Intencionalmente orquestrado ao não, este discurso se tornou parte de nossa autopercepção. A construção da identidade nacional de fato passa por uma relação íntima com paisagens, biomas, fauna e flora: aspectos marcantes, reconhecidos mundo afora quando se trata de Brasil.
Na literatura, por exemplo, a temática de natureza encantava e era abordada desde os parnasianos até os modernistas. É claro, cada escritor moldou o tópico à sua necessidade. A música popular, impulsionada pelo rádio no século XX, é fundada em cima de temas que encontravam inspiração nos motivos da natureza, como na obra de Villa-Lobos.
As referências são muitas, e elas ajudam a produzir na identidade nacional uma certa proximidade com a natureza. Venho destacando este termo em itálico, pois parto do princípio que nem a definição do termo é necessariamente objetiva, sobretudo no senso comum.
O fato é que estes significados culturais parecem ter criado uma identificação docilizada da natureza — aqui entendida como o conjunto dos biomas brasileiros.
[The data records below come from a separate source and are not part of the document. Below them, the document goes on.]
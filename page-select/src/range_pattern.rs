use crate::{PageFactsProvider, RangeError, evaluate::matching_pages, resolve::check_page};
use page_syntax::{Anchor, Endpoint};
use std::ops::RangeInclusive;
use tracing::debug;

/// Finds every `start to end` section of the document.
///
/// Starts are visited in ascending order and each one takes the earliest end
/// at or after it that no earlier start has consumed. A start with no such end
/// is dropped. Endpoint offsets are applied to every located page before
/// pairing and the results are clamped to `1..=N`.
pub fn match_ranges<P: PageFactsProvider + ?Sized>(
    start: &Endpoint,
    end: &Endpoint,
    provider: &P,
) -> Result<Vec<RangeInclusive<usize>>, RangeError> {
    let starts = locate(start, provider)?;
    let ends = locate(end, provider)?;
    debug!(?starts, ?ends, "range pattern endpoints located");
    Ok(pair_sections(&starts, &ends))
}

fn locate<P: PageFactsProvider + ?Sized>(
    endpoint: &Endpoint,
    provider: &P,
) -> Result<Vec<usize>, RangeError> {
    let total = provider.page_count();
    let raw = match &endpoint.anchor {
        Anchor::Page(page) => {
            check_page(*page, total)?;
            vec![*page]
        }
        Anchor::Matching(expr) => matching_pages(expr, provider),
    };
    let mut located: Vec<usize> = raw
        .into_iter()
        .map(|page| shift_and_clamp(page, endpoint.offset, total))
        .collect();
    // Clamping can fold neighbours onto the same page.
    located.dedup();
    Ok(located)
}

fn shift_and_clamp(page: usize, offset: i64, total: usize) -> usize {
    let shifted = i64::try_from(page)
        .unwrap_or(i64::MAX)
        .saturating_add(offset);
    let clamped = shifted.clamp(1, i64::try_from(total).unwrap_or(i64::MAX));
    usize::try_from(clamped).unwrap_or(total)
}

/// Greedy earliest-start pairing over two ascending index lists.
///
/// `next_end` only moves forward: ends behind it are either consumed or lie
/// before every remaining start.
pub(crate) fn pair_sections(starts: &[usize], ends: &[usize]) -> Vec<RangeInclusive<usize>> {
    let mut sections = Vec::new();
    let mut next_end = 0;
    for &start in starts {
        while next_end < ends.len() && ends[next_end] < start {
            next_end += 1;
        }
        let Some(&end) = ends.get(next_end) else {
            debug!(start, "no end match at or after start, dropping it");
            continue;
        };
        next_end += 1;
        sections.push(start..=end);
    }
    sections
}
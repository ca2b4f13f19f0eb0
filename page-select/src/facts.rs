use page_syntax::ContentKind;
use serde::{Deserialize, Serialize};

/// Read-only snapshot of one page, supplied by whatever extracted the document.
#[derive(Debug, Clone, PartialEq, Eq, Serialize, Deserialize)]
pub struct PageFacts {
    /// 1-based position in the document.
    #[serde(default)]
    pub index: usize,
    pub byte_size: u64,
    pub content_type: ContentKind,
    #[serde(default)]
    pub text: String,
}

impl PageFacts {
    pub fn new(byte_size: u64, content_type: ContentKind, text: impl Into<String>) -> Self {
        Self {
            index: 0,
            byte_size,
            content_type,
            text: text.into(),
        }
    }
}

/// Source of page facts for one evaluation. Page `i` lives at `pages()[i - 1]`.
pub trait PageFactsProvider: Sync {
    fn pages(&self) -> &[PageFacts];

    fn page_count(&self) -> usize {
        self.pages().len()
    }

    fn page(&self, index: usize) -> Option<&PageFacts> {
        index.checked_sub(1).and_then(|idx| self.pages().get(idx))
    }
}

/// An ordered, immutable set of pages.
#[derive(Debug, Clone, Default, PartialEq, Eq)]
pub struct Document {
    pages: Vec<PageFacts>,
}

impl Document {
    /// Takes ownership of `pages` in document order and renumbers them `1..=N`.
    pub fn new(mut pages: Vec<PageFacts>) -> Self {
        for (idx, page) in pages.iter_mut().enumerate() {
            page.index = idx + 1;
        }
        Self { pages }
    }

    pub fn len(&self) -> usize {
        self.pages.len()
    }

    pub fn is_empty(&self) -> bool {
        self.pages.is_empty()
    }
}

impl FromIterator<PageFacts> for Document {
    fn from_iter<T: IntoIterator<Item = PageFacts>>(iter: T) -> Self {
        Self::new(iter.into_iter().collect())
    }
}

impl PageFactsProvider for Document {
    fn pages(&self) -> &[PageFacts] {
        &self.pages
    }
}
use crate::resolve::Resolution;
use hashbrown::HashSet;
use itertools::Itertools;
use serde::Serialize;

/// How segment results become output groups.
#[derive(Debug, Clone, Copy, Default, PartialEq, Eq)]
pub enum GroupingMode {
    /// Everything is merged into one group, duplicates removed.
    #[default]
    SingleDocument,
    /// Contiguous ranges and pattern sections stay together, other picks
    /// become single pages.
    RespectGroups,
    /// Same as `RespectGroups`, then every group is exploded into one-page
    /// groups once filtering is done.
    SeparateFiles,
}

/// Ordered page indices treated as one output unit.
#[derive(Debug, Clone, PartialEq, Eq, Serialize)]
pub struct Group {
    pub pages: Vec<usize>,
    /// Which segment (or pipeline stage) produced this group.
    pub source: String,
}

impl Group {
    pub fn new(pages: Vec<usize>, source: impl Into<String>) -> Self {
        Self {
            pages,
            source: source.into(),
        }
    }

    pub fn len(&self) -> usize {
        self.pages.len()
    }

    pub fn is_empty(&self) -> bool {
        self.pages.is_empty()
    }

    /// Two or more pages, each one after the previous.
    pub fn is_range(&self) -> bool {
        self.pages.len() > 1 && is_contiguous(&self.pages)
    }

    /// Filename-safe label: `page7`, `pages1-3` or `pages1,3,5`.
    ///
    /// ```
    /// use page_select::Group;
    /// assert_eq!(Group::new(vec![7], "7").label(), "page7");
    /// assert_eq!(Group::new(vec![1, 2, 3], "1-3").label(), "pages1-3");
    /// assert_eq!(Group::new(vec![1, 3, 5], "odd").label(), "pages1,3,5");
    /// ```
    pub fn label(&self) -> String {
        match self.pages.as_slice() {
            [] => "empty".to_string(),
            [page] => format!("page{page}"),
            [first, .., last] if self.is_range() => format!("pages{first}-{last}"),
            pages => format!("pages{}", pages.iter().join(",")),
        }
    }
}

/// Ordered groups returned by [`crate::select_pages`].
#[derive(Debug, Clone, Default, PartialEq, Eq, Serialize)]
pub struct SelectionResult {
    pub groups: Vec<Group>,
}

impl SelectionResult {
    pub fn new(groups: Vec<Group>) -> Self {
        Self { groups }
    }

    /// No page was selected. Not an error: the caller decides whether to report it.
    pub fn is_empty(&self) -> bool {
        self.groups.iter().all(Group::is_empty)
    }

    pub fn len(&self) -> usize {
        self.groups.len()
    }

    /// Every selected page in group order, including repeats across groups.
    pub fn pages(&self) -> Vec<usize> {
        self.groups
            .iter()
            .flat_map(|group| group.pages.iter().copied())
            .collect()
    }

    pub fn page_groups(&self) -> Vec<Vec<usize>> {
        self.groups.iter().map(|group| group.pages.clone()).collect()
    }
}

pub(crate) fn is_contiguous(pages: &[usize]) -> bool {
    pages.windows(2).all(|pair| pair[1] == pair[0] + 1)
}

/// Merges per-segment results, in segment order, into groups.
pub fn assemble(segments: &[(String, Resolution)], mode: GroupingMode) -> Vec<Group> {
    match mode {
        GroupingMode::SingleDocument => merge_single_document(segments),
        GroupingMode::RespectGroups | GroupingMode::SeparateFiles => segments
            .iter()
            .flat_map(|(text, resolution)| segment_groups(text, resolution))
            .collect(),
    }
}

fn merge_single_document(segments: &[(String, Resolution)]) -> Vec<Group> {
    let mut seen = HashSet::new();
    let mut pages = Vec::new();
    for (_, resolution) in segments {
        let selected: Box<dyn Iterator<Item = usize> + '_> = match resolution {
            Resolution::Pages(list) => Box::new(list.iter().copied()),
            Resolution::Spans(spans) => Box::new(spans.iter().flat_map(|span| span.clone())),
        };
        for page in selected {
            if seen.insert(page) {
                pages.push(page);
            }
        }
    }
    if pages.is_empty() {
        return Vec::new();
    }
    let source = segments.iter().map(|(text, _)| text).join(", ");
    vec![Group::new(pages, source)]
}

fn segment_groups(text: &str, resolution: &Resolution) -> Vec<Group> {
    match resolution {
        Resolution::Pages(pages) if pages.len() > 1 && is_contiguous(pages) => {
            vec![Group::new(pages.clone(), text)]
        }
        Resolution::Pages(pages) => pages
            .iter()
            .map(|&page| Group::new(vec![page], text))
            .collect(),
        Resolution::Spans(spans) => spans
            .iter()
            .enumerate()
            .map(|(idx, span)| {
                Group::new(span.clone().collect(), format!("{text} (section {})", idx + 1))
            })
            .collect(),
    }
}

/// One group per page, keeping each page's source.
pub fn explode(groups: Vec<Group>) -> Vec<Group> {
    groups
        .into_iter()
        .flat_map(|group| {
            let Group { pages, source } = group;
            pages
                .into_iter()
                .map(move |page| Group::new(vec![page], source.clone()))
        })
        .collect()
}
Uma visão idealizada, que retira a subjetividade ecossistemas vivos, que reagem à interferência humana e, por desequilíbrio de um complexo sistema, produzem as mudanças climáticas que vemos acontecer nos últimos anos.
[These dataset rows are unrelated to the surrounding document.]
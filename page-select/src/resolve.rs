use crate::{PageFactsProvider, RangeError, evaluate::matching_pages, range_pattern::match_ranges};
use page_syntax::Selector;
use std::ops::RangeInclusive;

/// What a single selector produced.
#[derive(Debug, Clone, PartialEq, Eq)]
pub enum Resolution {
    /// Page indices in ascending order.
    Pages(Vec<usize>),
    /// Closed page intervals found by a range pattern, in discovery order.
    Spans(Vec<RangeInclusive<usize>>),
}

impl Resolution {
    pub fn is_empty(&self) -> bool {
        match self {
            Resolution::Pages(pages) => pages.is_empty(),
            Resolution::Spans(spans) => spans.is_empty(),
        }
    }
}

pub fn resolve<P: PageFactsProvider + ?Sized>(
    selector: &Selector,
    provider: &P,
) -> Result<Resolution, RangeError> {
    let total = provider.page_count();
    let pages = match selector {
        Selector::SinglePage(page) => {
            check_page(*page, total)?;
            vec![*page]
        }
        Selector::NumericRange { start, end } => {
            for page in start.iter().chain(end) {
                check_page(*page, total)?;
            }
            let lo = start.unwrap_or(1);
            let hi = end.unwrap_or(total);
            if let (Some(start), Some(end)) = (start, end) {
                if start > end {
                    return Err(RangeError::InvertedRange {
                        start: *start,
                        end: *end,
                    });
                }
            }
            (lo..=hi).collect()
        }
        Selector::Stepped { start, end, step } => stepped(*start, *end, *step, total)?,
        Selector::First(count) => {
            check_count(*count, total)?;
            (1..=*count).collect()
        }
        Selector::Last(count) => {
            check_count(*count, total)?;
            (total - count + 1..=total).collect()
        }
        Selector::All => (1..=total).collect(),
        Selector::BooleanMatch(expr) => matching_pages(expr, provider),
        Selector::RangePattern { start, end } => {
            return match_ranges(start, end, provider).map(Resolution::Spans);
        }
    };
    Ok(Resolution::Pages(pages))
}

// A start past the last page with an open end selects nothing, so `even` on a
// one-page document is empty rather than an error.
fn stepped(
    start: Option<usize>,
    end: Option<usize>,
    step: usize,
    total: usize,
) -> Result<Vec<usize>, RangeError> {
    if step == 0 {
        return Err(RangeError::ZeroStep);
    }
    if start == Some(0) {
        return Err(RangeError::PageOutOfBounds { page: 0, total });
    }
    if let Some(end) = end {
        check_page(end, total)?;
    }
    if let (Some(start), Some(end)) = (start, end) {
        if start > end {
            return Err(RangeError::InvertedRange { start, end });
        }
    }
    let lo = start.unwrap_or(1);
    let hi = end.unwrap_or(total);
    Ok((lo..=hi).step_by(step).collect())
}

pub(crate) fn check_page(page: usize, total: usize) -> Result<(), RangeError> {
    if (1..=total).contains(&page) {
        Ok(())
    } else {
        Err(RangeError::PageOutOfBounds { page, total })
    }
}

fn check_count(count: usize, total: usize) -> Result<(), RangeError> {
    if (1..=total).contains(&count) {
        Ok(())
    } else {
        Err(RangeError::CountOutOfBounds { count, total })
    }
}

#[cfg(test)]
mod tests {
    use super::*;
    use crate::{Document, PageFacts};
    use page_syntax::{ContentKind, Segment, parse_segment};

    fn doc(pages: usize) -> Document {
        Document::new(
            (0..pages)
                .map(|_| PageFacts::new(100, ContentKind::Text, "text"))
                .collect(),
        )
    }

    fn pages(text: &str, total: usize) -> Result<Vec<usize>, RangeError> {
        let selector = parse_segment(Segment { text, offset: 0 }).unwrap();
        match resolve(&selector, &doc(total))? {
            Resolution::Pages(pages) => Ok(pages),
            other => panic!("expected pages, got: {other:?}"),
        }
    }

    #[test]
    fn resolves_numeric_selectors() {
        let cases: &[(&str, usize, &[usize])] = &[
            ("7", 10, &[7]),
            ("3-5", 10, &[3, 4, 5]),
            ("8-", 10, &[8, 9, 10]),
            ("-3", 10, &[1, 2, 3]),
            ("4..6", 10, &[4, 5, 6]),
            (":2", 10, &[1, 2]),
            ("5:20:3", 20, &[5, 8, 11, 14, 17, 20]),
            ("5:10:2", 10, &[5, 7, 9]),
            ("::2", 10, &[1, 3, 5, 7, 9]),
            ("2::2", 10, &[2, 4, 6, 8, 10]),
            ("odd", 5, &[1, 3, 5]),
            ("even", 5, &[2, 4]),
            ("even", 1, &[]),
            ("first 3", 10, &[1, 2, 3]),
            ("last 2", 10, &[9, 10]),
            ("last 10", 10, &[1, 2, 3, 4, 5, 6, 7, 8, 9, 10]),
            ("all", 3, &[1, 2, 3]),
            ("all", 0, &[]),
            ("4-4", 10, &[4]),
        ];
        for (input, total, expected) in cases {
            assert_eq!(&pages(input, *total).unwrap(), expected, "input: {input}");
        }
    }

    #[test]
    fn reports_range_errors() {
        assert_eq!(
            pages("first 3", 2),
            Err(RangeError::CountOutOfBounds { count: 3, total: 2 })
        );
        assert_eq!(
            pages("last 0", 2),
            Err(RangeError::CountOutOfBounds { count: 0, total: 2 })
        );
        assert_eq!(
            pages("11", 10),
            Err(RangeError::PageOutOfBounds { page: 11, total: 10 })
        );
        assert_eq!(
            pages("0", 10),
            Err(RangeError::PageOutOfBounds { page: 0, total: 10 })
        );
        assert_eq!(
            pages("8-12", 10),
            Err(RangeError::PageOutOfBounds { page: 12, total: 10 })
        );
        assert_eq!(
            pages("7-3", 10),
            Err(RangeError::InvertedRange { start: 7, end: 3 })
        );
        assert_eq!(
            pages("1:30:2", 10),
            Err(RangeError::PageOutOfBounds { page: 30, total: 10 })
        );
    }

    #[test]
    fn boolean_selectors_scan_every_page() {
        let document = Document::new(vec![
            PageFacts::new(10, ContentKind::Text, "a"),
            PageFacts::new(10, ContentKind::Image, ""),
            PageFacts::new(10, ContentKind::Text, "b"),
        ]);
        let selector = parse_segment(Segment {
            text: "type:text",
            offset: 0,
        })
        .unwrap();
        assert_eq!(
            resolve(&selector, &document).unwrap(),
            Resolution::Pages(vec![1, 3])
        );
    }

    #[test]
    fn zero_step_is_rejected() {
        let selector = Selector::Stepped {
            start: Some(1),
            end: None,
            step: 0,
        };
        assert_eq!(resolve(&selector, &doc(5)), Err(RangeError::ZeroStep));
    }
}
Mesmo a história do século XX no Brasil é marcada por contingências climáticas. A grande migração de populações da região nordeste para os grandes centros do sudeste se deu por anos de seca na região, sobretudo na década de 1950. Não são poucas as histórias de deslizamentos no litoral do sudeste, por exemplo. Um problema antigo para os moradores de áreas de encosta de morros. Enchentes são episódios comuns nas maiores cidades do Brasil.
Cabe ressaltar que é justificado o encanto causado pela biodiversidade brasileira. Não por acaso é parte fundante e fundamental de nossa cultura. Mas reconhecer este histórico por trás da ideia de natureza é necessário inclusive por uma questão de respeito com a causa ecológica.
A urbanização brasileira causou estragos marcantes em todos os biomas do país. Hoje fica clara a consequência: grandes inundações, deslizamentos e secas causam emergências climáticas ao longo de todo o ano.
Portanto, a natureza deve sair deste lugar de objeto docilizado, dominável, e ser colocada como sujeito, que é de fato. Isto, sim, é tratá-la com respeito. Sem condescendências. É necessário ouvir o que dizem os pensadores do assunto, como Ailton Krenak.